- Input data:
___
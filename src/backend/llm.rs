//! Backend over an `edgequake-llm` provider (OpenAI, Anthropic, Gemini,
//! Ollama, ...).
//!
//! ## Message Layout
//!
//! 1. **System message** — extraction instructions + JSON schema
//! 2. **User message** — chunk text and fragment coordinates
//! 3. **One user message per page image** — labelled `Page N` so the model
//!    can cite which page a value came from
//!
//! Hosted providers pick a default model, so [`ModelBackend::needs_model`]
//! is `false` here.

use super::{ModelBackend, ModelRequest};
use crate::error::BackendError;
use async_trait::async_trait;
use edgequake_llm::{ChatMessage, CompletionOptions, LLMProvider};
use once_cell::sync::Lazy;
use regex::Regex;
use std::sync::Arc;
use std::time::Instant;
use tracing::debug;

static STATUS_CODE: Lazy<Regex> =
    Lazy::new(|| Regex::new(r"(?i)(?:status|http)[^0-9]{0,12}([1-5][0-9]{2})\b").unwrap());

pub struct LlmProviderBackend {
    provider: Arc<dyn LLMProvider>,
    name: String,
}

impl LlmProviderBackend {
    /// `label` names the provider in logs and result sources, e.g. `"openai"`.
    pub fn new(provider: Arc<dyn LLMProvider>, label: impl Into<String>) -> Self {
        Self {
            provider,
            name: format!("llm:{}", label.into()),
        }
    }

    fn build_messages(request: &ModelRequest) -> Vec<ChatMessage> {
        let mut messages = vec![ChatMessage::system(request.system_prompt.as_str())];
        messages.push(ChatMessage::user(request.user_text.as_str()));
        for image in &request.images {
            messages.push(ChatMessage::user_with_images(
                format!("Page {}", image.page_number),
                vec![image.to_image_data()],
            ));
        }
        messages
    }
}

impl std::fmt::Debug for LlmProviderBackend {
    fn fmt(&self, f: &mut std::fmt::Formatter<'_>) -> std::fmt::Result {
        f.debug_struct("LlmProviderBackend")
            .field("name", &self.name)
            .finish()
    }
}

#[async_trait]
impl ModelBackend for LlmProviderBackend {
    fn name(&self) -> &str {
        &self.name
    }

    async fn chat(&self, request: &ModelRequest) -> Result<String, BackendError> {
        if !request.file_ids.is_empty() {
            return Err(BackendError::Unsupported {
                capability: "file references".into(),
            });
        }
        let messages = Self::build_messages(request);
        let options = CompletionOptions {
            temperature: Some(request.temperature),
            max_tokens: Some(request.max_tokens),
            ..Default::default()
        };

        let start = Instant::now();
        match self.provider.chat(&messages, Some(&options)).await {
            Ok(response) => {
                debug!(
                    "{}: {} input tokens, {} output tokens, {:?}",
                    self.name,
                    response.prompt_tokens,
                    response.completion_tokens,
                    start.elapsed()
                );
                Ok(response.content)
            }
            Err(e) => Err(classify_error(&e.to_string())),
        }
    }
}

/// Map a provider error message onto a [`BackendError`].
///
/// Providers surface failures as formatted strings; the HTTP status, when
/// present, is recovered from the text.
pub(crate) fn classify_error(message: &str) -> BackendError {
    let lower = message.to_lowercase();
    if lower.contains("timed out") || lower.contains("timeout") {
        return BackendError::Timeout { secs: 0 };
    }
    if let Some(status) = STATUS_CODE
        .captures(message)
        .and_then(|c| c[1].parse::<u16>().ok())
    {
        return BackendError::Http {
            status,
            body: message.to_string(),
        };
    }
    if lower.contains("rate limit") {
        return BackendError::Http {
            status: 429,
            body: message.to_string(),
        };
    }
    BackendError::Network(message.to_string())
}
___
- Problem to work on:
Each line from the one containing "match self.provider.chat(&messages, Some(&options)).await" through the final line of the listing above should be returned exactly; return nothing else.

- Solution:
        match self.provider.chat(&messages, Some(&options)).await {
            Ok(response) => {
                debug!(
                    "{}: {} input tokens, {} output tokens, {:?}",
                    self.name,
                    response.prompt_tokens,
                    response.completion_tokens,
                    start.elapsed()
                );
                Ok(response.content)
            }
            Err(e) => Err(classify_error(&e.to_string())),
        }
    }
}

/// Map a provider error message onto a [`BackendError`].
///
/// Providers surface failures as formatted strings; the HTTP status, when
/// present, is recovered from the text.
pub(crate) fn classify_error(message: &str) -> BackendError {
    let lower = message.to_lowercase();
    if lower.contains("timed out") || lower.contains("timeout") {
        return BackendError::Timeout { secs: 0 };
    }
    if let Some(status) = STATUS_CODE
        .captures(message)
        .and_then(|c| c[1].parse::<u16>().ok())
    {
        return BackendError::Http {
            status,
            body: message.to_string(),
        };
    }
    if lower.contains("rate limit") {
        return BackendError::Http {
            status: 429,
            body: message.to_string(),
        };
    }
    BackendError::Network(message.to_string())
}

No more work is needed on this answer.